Children are the future. Or so we like to tell ourselves. In the wake of the Second World War, Americans took this notion to heart. Confronted by both unprecedented risks and unprecedented opportunities, they elevated and perhaps exaggerated the significance of children for the survival of the human race. Razing Kids analyzes the relationship between the postwar demographic explosion and the birth of postwar ecology. In the American West, especially, workers, policymakers, and reformers interwove hopes for youth, environment, and the future. They linked their anxieties over children to their fears of environmental risk as they debated the architecture of wartime playgrounds, planned housing developments and the impact of radioactive particles released from distant hinterlands. They obsessed over how riot-riddled cities, War on Poverty era rural work camps and pesticide-laden agricultural valleys would affect children. Nervous about the world they were making, their hopes and fears reshaped postwar debates about what constituted the social and environmental good.

Reviews

'Jeff Sanders has a well-deserved reputation as one of our most astute analysts of environmentalism. In this engrossing, compelling work, he reframes our understanding of the modern American West and the planetary history of which it is part. No reader of Razing Kids will see the world in quite the same way.'

Mark Fiege - Professor of History, Montana State University

'If you think today’s young climate activists are the vanguard of a child-centered movement to save the planet, Razing Kids will open your eyes. Sanders demonstrates that young people have stood, bodily and imaginatively, at the forefront of a wide variety of urban environmental movements in the post-war era.
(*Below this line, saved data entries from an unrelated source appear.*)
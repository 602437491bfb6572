//! Game stream decoding.
//!
//! The first line of every connection is the full game object. It carries no
//! reliable type marker, so it is recognised by shape: an embedded `state`
//! object next to a `white` or `black` player. Later lines are state updates
//! (`gameState`, or untyped with a `moves` list); any other type is skipped.

use chessdesk_types::{Color, GameSnapshot, GameUpdate};
use serde_json::Value;

/// Line types that belong to the game stream but carry no game state.
const IGNORED_TYPES: &[&str] = &["chatLine", "opponentGone"];

/// One notification decoded from the game stream.
#[derive(Debug, Clone, PartialEq, Eq)]
pub enum GameStreamEvent {
    Snapshot(GameSnapshot),
    /// The board or clocks changed.
    Update(GameUpdate),
    /// The opponent started offering a draw.
    DrawOffered(GameUpdate),
    /// The game reached a terminal status.
    GameOver(GameUpdate),
}

/// Decodes a failure to parse a single line.
#[derive(Debug)]
pub struct DecodeError(serde_json::Error);

impl std::fmt::Display for DecodeError {
    fn fmt(&self, f: &mut std::fmt::Formatter<'_>) -> std::fmt::Result {
        write!(f, "malformed game stream line: {}", self.0)
    }
}

impl std::error::Error for DecodeError {
    fn source(&self) -> Option<&(dyn std::error::Error + 'static)> {
        Some(&self.0)
    }
}

/// Returns true if `value` looks like a full game object.
pub fn is_snapshot_shape(value: &Value) -> bool {
    let has_state = value.get("state").is_some_and(Value::is_object);
    let has_player = value.get("white").is_some_and(Value::is_object)
        || value.get("black").is_some_and(Value::is_object);
    has_state && has_player
}

/// Returns true if a non-snapshot line carries a state update.
fn is_update_shape(kind: Option<&str>, value: &Value) -> bool {
    match kind {
        Some(kind) => kind == "gameState",
        None => value.get("moves").is_some_and(Value::is_string),
    }
}

/// Stateful decoder for one game stream.
///
/// The local side decides which draw flag counts as an offer. It is either
/// known up front (from the `gameStart` notice) or resolved from the snapshot
/// by matching `username` against the players.
#[derive(Debug, Clone)]
pub struct GameStreamDecoder {
    local_color: Option<Color>,
    username: Option<String>,
    seen_snapshot: bool,
    opponent_offering: bool,
}

impl GameStreamDecoder {
    pub fn new(local_color: Option<Color>, username: Option<String>) -> Self {
        Self {
            local_color,
            username,
            seen_snapshot: false,
            opponent_offering: false,
        }
    }

    pub fn local_color(&self) -> Option<Color> {
        self.local_color
    }

    /// Forgets the previous connection; the next line must be a snapshot again.
    ///
    /// A standing draw offer is remembered so the replayed snapshot does not
    /// report it a second time.
    pub fn reset(&mut self) {
        self.seen_snapshot = false;
    }

    /// Decodes one line into zero or more notifications, in delivery order.
    ///
    /// # Errors
    /// Returns an error if the line is not valid JSON of the expected shape.
    pub fn decode_line(&mut self, line: &str) -> Result<Vec<GameStreamEvent>, DecodeError> {
        let line = line.trim();
        if line.is_empty() {
            return Ok(Vec::new());
        }

        let value: Value = serde_json::from_str(line).map_err(DecodeError)?;
        let kind = value.get("type").and_then(Value::as_str);
        if let Some(kind) = kind
            && IGNORED_TYPES.contains(&kind)
        {
            tracing::debug!(kind, "skipping game stream line");
            return Ok(Vec::new());
        }

        if is_snapshot_shape(&value) {
            return self.decode_snapshot(value);
        }

        if !self.seen_snapshot {
            tracing::warn!("skipping game stream line received before the game snapshot");
            return Ok(Vec::new());
        }

        if !is_update_shape(kind, &value) {
            tracing::debug!(kind = kind.unwrap_or_default(), "skipping unrecognised game stream line");
            return Ok(Vec::new());
        }

        let update: GameUpdate = serde_json::from_value(value).map_err(DecodeError)?;
        let mut events = vec![GameStreamEvent::Update(update.clone())];
        self.follow_up(&update, &mut events);
        Ok(events)
    }

    fn decode_snapshot(&mut self, value: Value) -> Result<Vec<GameStreamEvent>, DecodeError> {
        let snapshot: GameSnapshot = serde_json::from_value(value).map_err(DecodeError)?;
        self.seen_snapshot = true;
        if self.local_color.is_none() {
            self.local_color = self
                .username
                .as_deref()
                .and_then(|name| snapshot.color_of(name));
        }

        let state = snapshot.state.clone();
        let mut events = vec![GameStreamEvent::Snapshot(snapshot)];
        self.follow_up(&state, &mut events);
        Ok(events)
    }

    fn follow_up(&mut self, state: &GameUpdate, events: &mut Vec<GameStreamEvent>) {
        let offering = match self.local_color {
            Some(local) => state.draw_offered_by(local.opposite()),
            // Unknown side: only a single flag can be attributed to the opponent.
            None => state.wdraw != state.bdraw,
        };
        if offering && !self.opponent_offering {
            events.push(GameStreamEvent::DrawOffered(state.clone()));
        }
        self.opponent_offering = offering;

        if state.is_terminal() {
            events.push(GameStreamEvent::GameOver(state.clone()));
        }
    }
}

#[cfg(test)]
mod tests {
    use chessdesk_types::GameStatus;

    use super::*;

    const SNAPSHOT: &str = r#"{"id":"abcd1234","white":{"name":"Alice"},"black":{"name":"Bob"},"state":{"moves":"","wtime":600000,"btime":600000}}"#;

    fn kinds(events: &[GameStreamEvent]) -> Vec<&'static str> {
        events
            .iter()
            .map(|e| match e {
                GameStreamEvent::Snapshot(_) => "snapshot",
                GameStreamEvent::Update(_) => "update",
                GameStreamEvent::DrawOffered(_) => "draw",
                GameStreamEvent::GameOver(_) => "over",
            })
            .collect()
    }

    #[test]
    fn first_line_is_snapshot_regardless_of_field_order() {
        let mut decoder = GameStreamDecoder::new(Some(Color::White), None);
        let reordered = r#"{"state":{"moves":"e2e4","wtime":1000,"btime":2000},"black":{"name":"Bob"},"id":"g1","white":{"id":"alice"}}"#;
        let events = decoder.decode_line(reordered).unwrap();
        assert_eq!(kinds(&events), vec!["snapshot"]);

        let events = decoder
            .decode_line(r#"{"moves":"e2e4 e7e5","wtime":900,"btime":2000}"#)
            .unwrap();
        assert_eq!(kinds(&events), vec!["update"]);
    }

    #[test]
    fn snapshot_fields_are_decoded() {
        let mut decoder = GameStreamDecoder::new(None, Some("alice".to_string()));
        let events = decoder.decode_line(SNAPSHOT).unwrap();
        let GameStreamEvent::Snapshot(snapshot) = &events[0] else {
            panic!("expected snapshot");
        };
        assert_eq!(snapshot.id, "abcd1234");
        assert_eq!(snapshot.state.wtime, 600_000);
        assert_eq!(decoder.local_color(), Some(Color::White));
    }

    #[test]
    fn keep_alives_and_chat_lines_are_skipped() {
        let mut decoder = GameStreamDecoder::new(Some(Color::White), None);
        assert!(decoder.decode_line("").unwrap().is_empty());
        assert!(decoder.decode_line("   ").unwrap().is_empty());
        assert!(
            decoder
                .decode_line(r#"{"type":"chatLine","username":"Bob","text":"hi","room":"player"}"#)
                .unwrap()
                .is_empty()
        );
        decoder.decode_line(SNAPSHOT).unwrap();
        assert!(
            decoder
                .decode_line(r#"{"type":"opponentGone","gone":true}"#)
                .unwrap()
                .is_empty()
        );
    }

    #[test]
    fn unrecognised_types_after_snapshot_are_skipped() {
        let mut decoder = GameStreamDecoder::new(Some(Color::White), None);
        decoder.decode_line(SNAPSHOT).unwrap();

        assert!(
            decoder
                .decode_line(r#"{"type":"somethingNew","foo":1}"#)
                .unwrap()
                .is_empty()
        );
        assert!(decoder.decode_line(r#"{"foo":1}"#).unwrap().is_empty());

        let events = decoder
            .decode_line(r#"{"type":"gameState","moves":"e2e4","wtime":599000,"btime":600000}"#)
            .unwrap();
        let [GameStreamEvent::Update(update)] = events.as_slice() else {
            panic!("expected a single update, got {events:?}");
        };
        assert_eq!(update.wtime, 599_000);
    }

    #[test]
    fn repeated_game_object_is_a_snapshot() {
        let mut decoder = GameStreamDecoder::new(Some(Color::White), None);
        decoder.decode_line(SNAPSHOT).unwrap();
        let full = r#"{"type":"gameFull","id":"abcd1234","white":{"name":"Alice"},"black":{"name":"Bob"},"state":{"type":"gameState","moves":"e2e4"}}"#;
        assert_eq!(kinds(&decoder.decode_line(full).unwrap()), vec!["snapshot"]);
    }

    #[test]
    fn updates_before_snapshot_are_skipped() {
        let mut decoder = GameStreamDecoder::new(Some(Color::White), None);
        let events = decoder
            .decode_line(r#"{"type":"gameState","moves":"e2e4","wtime":1,"btime":1}"#)
            .unwrap();
        assert!(events.is_empty());
        assert_eq!(kinds(&decoder.decode_line(SNAPSHOT).unwrap()), vec!["snapshot"]);
    }

    #[test]
    fn mate_is_terminal_and_started_is_not() {
        let mut decoder = GameStreamDecoder::new(Some(Color::White), None);
        decoder.decode_line(SNAPSHOT).unwrap();

        let events = decoder
            .decode_line(r#"{"type":"gameState","moves":"e2e4","status":"started"}"#)
            .unwrap();
        assert_eq!(kinds(&events), vec!["update"]);

        let events = decoder
            .decode_line(r#"{"type":"gameState","moves":"e2e4","status":""}"#)
            .unwrap();
        assert_eq!(kinds(&events), vec!["update"]);

        let events = decoder
            .decode_line(r#"{"type":"gameState","moves":"f2f3 e7e5 g2g4 d8h4","status":"mate","winner":"black"}"#)
            .unwrap();
        assert_eq!(kinds(&events), vec!["update", "over"]);
        let GameStreamEvent::GameOver(update) = &events[1] else {
            panic!("expected game over");
        };
        assert_eq!(update.status, GameStatus::Mate);
        assert_eq!(update.winner, Some(Color::Black));
    }

    #[test]
    fn draw_offer_only_for_opponent_side() {
        let mut decoder = GameStreamDecoder::new(Some(Color::White), None);
        decoder.decode_line(SNAPSHOT).unwrap();

        let own = decoder
            .decode_line(r#"{"type":"gameState","moves":"e2e4","wdraw":true}"#)
            .unwrap();
        assert_eq!(kinds(&own), vec!["update"]);

        let theirs = decoder
            .decode_line(r#"{"type":"gameState","moves":"e2e4","bdraw":true}"#)
            .unwrap();
        assert_eq!(kinds(&theirs), vec!["update", "draw"]);
    }

    #[test]
    fn draw_offer_fires_on_rising_edge_only() {
        let mut decoder = GameStreamDecoder::new(Some(Color::Black), None);
        decoder.decode_line(SNAPSHOT).unwrap();

        let offer = r#"{"type":"gameState","moves":"e2e4","wdraw":true}"#;
        assert_eq!(kinds(&decoder.decode_line(offer).unwrap()), vec!["update", "draw"]);
        assert_eq!(kinds(&decoder.decode_line(offer).unwrap()), vec!["update"]);

        let withdrawn = r#"{"type":"gameState","moves":"e2e4 e7e5"}"#;
        assert_eq!(kinds(&decoder.decode_line(withdrawn).unwrap()), vec!["update"]);
        assert_eq!(kinds(&decoder.decode_line(offer).unwrap()), vec!["update", "draw"]);
    }

    #[test]
    fn terminal_snapshot_is_followed_by_game_over() {
        let mut decoder = GameStreamDecoder::new(Some(Color::White), None);
        let line = r#"{"id":"g","white":{},"black":{},"state":{"moves":"","status":"aborted"}}"#;
        assert_eq!(kinds(&decoder.decode_line(line).unwrap()), vec!["snapshot", "over"]);
    }

    #[test]
    fn reset_expects_a_new_snapshot() {
        let mut decoder = GameStreamDecoder::new(Some(Color::White), None);
        decoder.decode_line(SNAPSHOT).unwrap();
        decoder.reset();
        assert_eq!(kinds(&decoder.decode_line(SNAPSHOT).unwrap()), vec!["snapshot"]);
    }

    #[test]
    fn standing_draw_offer_is_not_repeated_after_reconnect() {
        let mut decoder = GameStreamDecoder::new(Some(Color::White), None);
        decoder.decode_line(SNAPSHOT).unwrap();
        let offer = r#"{"type":"gameState","moves":"e2e4","bdraw":true}"#;
        assert_eq!(kinds(&decoder.decode_line(offer).unwrap()), vec!["update", "draw"]);

        decoder.reset();
        let replay = r#"{"id":"abcd1234","white":{"name":"Alice"},"black":{"name":"Bob"},"state":{"moves":"e2e4","bdraw":true}}"#;
        assert_eq!(kinds(&decoder.decode_line(replay).unwrap()), vec!["snapshot"]);
    }

    #[test]
    fn malformed_line_is_an_error_and_decoder_continues() {
        let mut decoder = GameStreamDecoder::new(Some(Color::White), None);
        decoder.decode_line(SNAPSHOT).unwrap();
        assert!(decoder.decode_line("{not json").is_err());
        assert_eq!(
            kinds(&decoder.decode_line(r#"{"type":"gameState","moves":"e2e4"}"#).unwrap()),
            vec!["update"]
        );
    }
}
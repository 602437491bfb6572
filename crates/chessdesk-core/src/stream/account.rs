//! Account event stream decoding.

use chessdesk_types::AccountEvent;

/// Decodes one event-stream line. Unknown `type` values decode to
/// [`AccountEvent::Other`]; lines without a `type` are errors.
///
/// # Errors
/// Returns an error if the line is not a tagged JSON object.
pub fn decode_account_event(line: &str) -> Result<AccountEvent, serde_json::Error> {
    serde_json::from_str(line)
}

#[cfg(test)]
mod tests {
    use super::*;

    #[test]
    fn decodes_game_start() {
        let event = decode_account_event(
            r#"{"type":"gameStart","game":{"fullId":"abcd1234","gameId":"abcd","color":"white"}}"#,
        )
        .unwrap();
        let AccountEvent::GameStart { game } = event else {
            panic!("expected gameStart, got {event:?}");
        };
        assert_eq!(game.stream_id(), "abcd1234");
    }

    #[test]
    fn unknown_type_is_other() {
        assert_eq!(
            decode_account_event(r#"{"type":"rematchOffer","id":"x"}"#).unwrap(),
            AccountEvent::Other
        );
    }

    #[test]
    fn untagged_line_is_an_error() {
        assert!(decode_account_event(r#"{"game":{}}"#).is_err());
        assert!(decode_account_event("not json").is_err());
    }
}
This highly readable, sometimes chilling study suggests that the slogan ‘the children are our future’ is more than a cliché.'

Marsha Weisiger - Julie and Rocky Dixon Chair of US Western History, University of Oregon

'… smart and fascinating … An insightful and thoroughly professional book.'

Robert O. Self Source: The Journal of Interdisciplinary History

‘… an ambitious, well-written, and well-researched study of relationships, imagined and actual, between the environment and children from roughly 1940 to 1990 … The author’s focus on the intersection of youth and environmentalism sheds new light and insights on familiar topics, such as the Summer of Love, and enriches diverse fields of study, including western history, environmental history, and the history of the family.’

David Peterson Del Mar Source: Pacific Historical Review

‘… a meticulous, compelling work on environmental policies about children in postwar western America that should become a pivotal work in the field.’